Source Pravda.Ru

Marilynne Robinson awarded 2006 Grawemeyer religion award

Marilynne Robinson's highly acclaimed novel "Gilead," which won the 2005 Pulitzer Prize for fiction, has been awarded the 2006 Louisville Grawemeyer Award in Religion. The prize, awarded by the Grawemeyer Foundation at the University of Louisville, was announced Thursday. It's the first time a novel has won the award, foundation officials said in a news release.

The novel was selected among 53 nominations. The Grawemeyer religion prize, started in 1985, is given jointly by the Louisville Presbyterian Theological Seminary and the University of Louisville. Robinson, who lives in Iowa City, is an instructor at the University of Iowa's Writers' Workshop, but has taken a year off from teaching. A message left with the workshop was not immediately returned.

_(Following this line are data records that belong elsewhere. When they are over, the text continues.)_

//! Compiler and policy diagnostics.

use std::fmt;

/// Diagnostic severity.
#[derive(Debug, Clone, Copy, PartialEq, Eq, PartialOrd, Ord, Hash)]
pub enum Severity {
    /// Not shown by default.
    Hidden,
    /// Informational.
    Info,
    /// Warning; does not fail the compilation.
    Warning,
    /// Error; fails the compilation.
    Error,
}

impl fmt::Display for Severity {
    fn fmt(&self, f: &mut fmt::Formatter<'_>) -> fmt::Result {
        f.write_str(match self {
            Severity::Hidden => "hidden",
            Severity::Info => "info",
            Severity::Warning => "warning",
            Severity::Error => "error",
        })
    }
}

/// One diagnostic with an optional 1-based source position.
#[derive(Debug, Clone, PartialEq, Eq)]
pub struct Diagnostic {
    /// Severity.
    pub severity: Severity,
    /// Identifier such as `CS0103`.
    pub id: String,
    /// Human-readable message.
    pub message: String,
    /// Line, when known.
    pub line: Option<u32>,
    /// Column, when known.
    pub column: Option<u32>,
}

impl Diagnostic {
    /// Create a diagnostic without position.
    pub fn new(severity: Severity, id: impl Into<String>, message: impl Into<String>) -> Self {
        Self {
            severity,
            id: id.into(),
            message: message.into(),
            line: None,
            column: None,
        }
    }

    /// Create an error diagnostic.
    pub fn error(id: impl Into<String>, message: impl Into<String>) -> Self {
        Self::new(Severity::Error, id, message)
    }

    /// Create a warning diagnostic.
    pub fn warning(id: impl Into<String>, message: impl Into<String>) -> Self {
        Self::new(Severity::Warning, id, message)
    }

    /// Attach a position.
    pub fn at(mut self, line: u32, column: u32) -> Self {
        self.line = Some(line);
        self.column = Some(column);
        self
    }

    /// Whether this diagnostic fails the compilation.
    pub fn is_error(&self) -> bool {
        self.severity == Severity::Error
    }
}

impl fmt::Display for Diagnostic {
    fn fmt(&self, f: &mut fmt::Formatter<'_>) -> fmt::Result {
        match (self.line, self.column) {
            (Some(line), Some(column)) => write!(f, "({line},{column}): ")?,
            (Some(line), None) => write!(f, "({line}): ")?,
            _ => {}
        }
        write!(f, "{} {}: {}", self.severity, self.id, self.message)
    }
}

#[cfg(test)]
mod tests {
    use super::*;

    #[test]
    fn test_display_with_position() {
        let diagnostic = Diagnostic::error("CS0103", "The name 'x' does not exist").at(3, 9);
        assert_eq!(
            diagnostic.to_string(),
            "(3,9): error CS0103: The name 'x' does not exist"
        );
        assert!(diagnostic.is_error());
        assert!(!Diagnostic::warning("CS0168", "unused").is_error());
    }
}
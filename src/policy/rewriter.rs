//! Guard rewriters applied to allowed call sites.
//!
//! A rewriter is pure metadata: it maps a call-site description to a
//! replacement description and never looks at program state. The execution
//! host honours the resulting [`Guard`]s when it links the member.

use std::fmt;
use std::sync::{Arc, LazyLock};

use super::access::MemberRef;

/// How a parameter of a called member behaves at runtime.
#[derive(Debug, Clone, Copy, PartialEq, Eq, Hash)]
pub enum ParamShape {
    /// Plain value, passed through.
    Value,
    /// Lazily produced sequence, pulled by the callee.
    Sequence,
    /// Integer that drives iteration, allocation or waiting inside the callee.
    Count,
    /// Sequence that is copied into a bounded buffer before the call.
    Materialized,
}

/// Runtime guard attached to a call site by a rewriter.
#[derive(Debug, Clone, Copy, PartialEq, Eq, Hash)]
pub enum Guard {
    /// Drain the sequence argument into a buffer of at most `max_items`
    /// before the callee runs; longer sequences are rejected.
    MaterializeSequence {
        /// Index of the parameter.
        parameter: usize,
        /// Largest accepted number of items.
        max_items: usize,
    },
    /// Reject calls whose count argument is negative or exceeds `max`.
    LimitCount {
        /// Index of the parameter.
        parameter: usize,
        /// Largest accepted value.
        max: i64,
    },
}

impl Guard {
    /// Index of the parameter this guard applies to.
    pub fn parameter(&self) -> usize {
        match self {
            Guard::MaterializeSequence { parameter, .. } | Guard::LimitCount { parameter, .. } => {
                *parameter
            }
        }
    }
}

/// Description of one call to a library member from compiled code.
#[derive(Debug, Clone, PartialEq, Eq)]
pub struct CallSite {
    /// Called member.
    pub member: MemberRef,
    /// Parameter shapes, in declaration order.
    pub parameters: Vec<ParamShape>,
    /// Guards attached by rewriting.
    pub guards: Vec<Guard>,
    /// Source line of the call, when the engine knows it.
    pub line: Option<u32>,
}

impl CallSite {
    /// Create an unguarded call site.
    pub fn new(member: MemberRef, parameters: Vec<ParamShape>) -> Self {
        Self {
            member,
            parameters,
            guards: Vec::new(),
            line: None,
        }
    }

    /// Attach the source line of the call.
    pub fn at_line(mut self, line: u32) -> Self {
        self.line = Some(line);
        self
    }

    /// Guard attached to the given parameter, if any.
    pub fn guard_for(&self, parameter: usize) -> Option<&Guard> {
        self.guards.iter().find(|g| g.parameter() == parameter)
    }

    /// Item bound for a materialized sequence parameter.
    pub fn materialize_limit(&self, parameter: usize) -> Option<usize> {
        match self.guard_for(parameter) {
            Some(Guard::MaterializeSequence { max_items, .. }) => Some(*max_items),
            _ => None,
        }
    }

    /// Upper bound for a count parameter.
    pub fn count_limit(&self, parameter: usize) -> Option<i64> {
        match self.guard_for(parameter) {
            Some(Guard::LimitCount { max, .. }) => Some(*max),
            _ => None,
        }
    }

    fn positions(&self, shape: ParamShape) -> Vec<usize> {
        self.parameters
            .iter()
            .enumerate()
            .filter(|(_, s)| **s == shape)
            .map(|(i, _)| i)
            .collect()
    }
}

/// A call-site transformation.
///
/// Implementations must be pure functions of the call site; new kinds plug in
/// without touching tree traversal or enforcement.
pub trait Rewriter: Send + Sync + fmt::Debug {
    /// Stable name, used when comparing or describing policies.
    fn name(&self) -> &'static str;

    /// Produce the replacement call site.
    fn rewrite(&self, site: CallSite) -> CallSite;
}

/// Identity rewriter for trusted instrumentation hooks.
#[derive(Debug, Clone, Copy, Default)]
pub struct NoGuardRewriter;

impl Rewriter for NoGuardRewriter {
    fn name(&self) -> &'static str {
        "no-guard"
    }

    fn rewrite(&self, site: CallSite) -> CallSite {
        site
    }
}

/// Forces lazy sequence arguments to be copied into a bounded buffer first.
#[derive(Debug, Clone, Copy)]
pub struct CollectedEnumerableArgumentRewriter {
    max_items: usize,
}

impl CollectedEnumerableArgumentRewriter {
    /// Default bound on materialized sequence length.
    pub const DEFAULT_MAX_ITEMS: usize = 10_000;

    /// Create a rewriter with a custom item bound.
    pub fn new(max_items: usize) -> Self {
        Self { max_items }
    }
}

impl Default for CollectedEnumerableArgumentRewriter {
    fn default() -> Self {
        Self::new(Self::DEFAULT_MAX_ITEMS)
    }
}

impl Rewriter for CollectedEnumerableArgumentRewriter {
    fn name(&self) -> &'static str {
        "collected-enumerable-argument"
    }

    fn rewrite(&self, mut site: CallSite) -> CallSite {
        for parameter in site.positions(ParamShape::Sequence) {
            site.parameters[parameter] = ParamShape::Materialized;
            site.guards.push(Guard::MaterializeSequence {
                parameter,
                max_items: self.max_items,
            });
        }
        site
    }
}

/// Bounds count-like integer arguments.
#[derive(Debug, Clone, Copy)]
pub struct CountArgumentRewriter {
    max: i64,
}

impl CountArgumentRewriter {
    /// Create a rewriter accepting counts in `0..=max`.
    pub fn new(max: i64) -> Self {
        Self { max }
    }
}

impl Rewriter for CountArgumentRewriter {
    fn name(&self) -> &'static str {
        "count-argument"
    }

    fn rewrite(&self, mut site: CallSite) -> CallSite {
        for parameter in site.positions(ParamShape::Count) {
            site.guards.push(Guard::LimitCount {
                parameter,
                max: self.max,
            });
        }
        site
    }
}

static NO_GUARD: LazyLock<Arc<dyn Rewriter>> = LazyLock::new(|| Arc::new(NoGuardRewriter));
static COLLECTED: LazyLock<Arc<dyn Rewriter>> =
    LazyLock::new(|| Arc::new(CollectedEnumerableArgumentRewriter::default()));

/// Shared [`NoGuardRewriter`].
pub fn no_guard() -> Arc<dyn Rewriter> {
    Arc::clone(&NO_GUARD)
}

/// Shared [`CollectedEnumerableArgumentRewriter`] with the default bound.
pub fn collected_enumerable() -> Arc<dyn Rewriter> {
    Arc::clone(&COLLECTED)
}

/// A [`CountArgumentRewriter`] accepting counts up to `max`.
pub fn count_argument(max: i64) -> Arc<dyn Rewriter> {
    Arc::new(CountArgumentRewriter::new(max))
}
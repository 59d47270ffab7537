//! Inspect the API policy and the per-language session defaults.
//!
//! Run with: cargo run --example policy_inspection [Namespace.Type::Member ...]

use codelab_sandbox_rs::policy::Decision;
use codelab_sandbox_rs::prelude::*;

const SAMPLES: &[&str] = &[
    "System.Console::WriteLine",
    "System.Console::ReadLine",
    "System.Math::Max",
    "System.String::Intern",
    "System.IO.File::ReadAllText",
    "System.Threading.Thread::Sleep",
    "System.Linq.Enumerable::Sum",
    "System.Reflection.MethodInfo::get_Name",
    "System.Reflection.MethodInfo::Invoke",
    "System.Linq.Expressions.LambdaExpression::Compile",
    "Microsoft.FSharp.Core.Operators::Lock",
    "Microsoft.FSharp.Core.ExtraTopLevelOperators::CreateSet",
];

fn main() -> Result<()> {
    let policy = global_policy();
    println!(
        "policy built from surface {} with {} nodes",
        policy.surface_version(),
        policy.node_count()
    );

    let requested: Vec<String> = std::env::args().skip(1).collect();
    let members: Vec<&str> = if requested.is_empty() {
        SAMPLES.to_vec()
    } else {
        requested.iter().map(String::as_str).collect()
    };

    println!("\n=== Decisions ===");
    for path in members {
        let member: MemberRef = path.parse()?;
        match policy.resolve(&member) {
            Decision::Allowed(Some(rewriter)) => println!("{member}: allowed via {}", rewriter.name()),
            Decision::Allowed(None) => println!("{member}: allowed"),
            Decision::Denied(reason) => println!("{member}: denied ({reason:?})"),
        }
    }

    println!("\n=== Language defaults ===");
    let dispatcher = OptionDispatcher::new();
    for language in global_registry().languages() {
        let mut session = global_registry().start_session(language)?;
        for level in ["debug", "release"] {
            dispatcher.apply(&mut session, options::OPTIMIZE, level)?;
            println!(
                "{language} [{level}]: version {}, symbols {:?}, flags {:?}",
                session.parse_options.language_version,
                session.parse_options.preprocessor_symbols,
                session.compilation_options.other_flags,
            );
        }
        println!("{language} references: {:?}", session.references().libraries());
    }

    Ok(())
}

"Gilead" was Robinson's first piece of fiction since her debut novel, "Housekeeping," won critical acclaim after its release in 1980. "Gilead," which Robinson has described as a "quiet, gentle book," has also won the National Book Critics' Circle price and was a finalist for the PEN/Faulkner Award.

The story is set in a small rural Iowa town and takes the form of a diary written by a preacher named John Ames. Upon learning his health is failing, he writes an account of his life to his 7-year-old son. The book has been described as "profoundly theological but never preachy" and "contributed mightily to the practice of the presence of God," the news release said.

Susan Garrett, the director of the Grawemeyer Award in Religion and a professor at the Louisville Presbyterian Theological Seminary, said it was Robinson's unique ability to tell the story as both a theologian and a novelist that attracted foundation members.

The foundation awards $1 million (Ђ850,000) each year - $200,000 (Ђ170,985) each for works in music composition, education, ideas improving world order, religion and psychology. The award is named for Charles Grawemeyer, an industrialist and University of Louisville graduate, who wanted to reward powerful ideas or creative works in the sciences, arts and humanities, AP reports.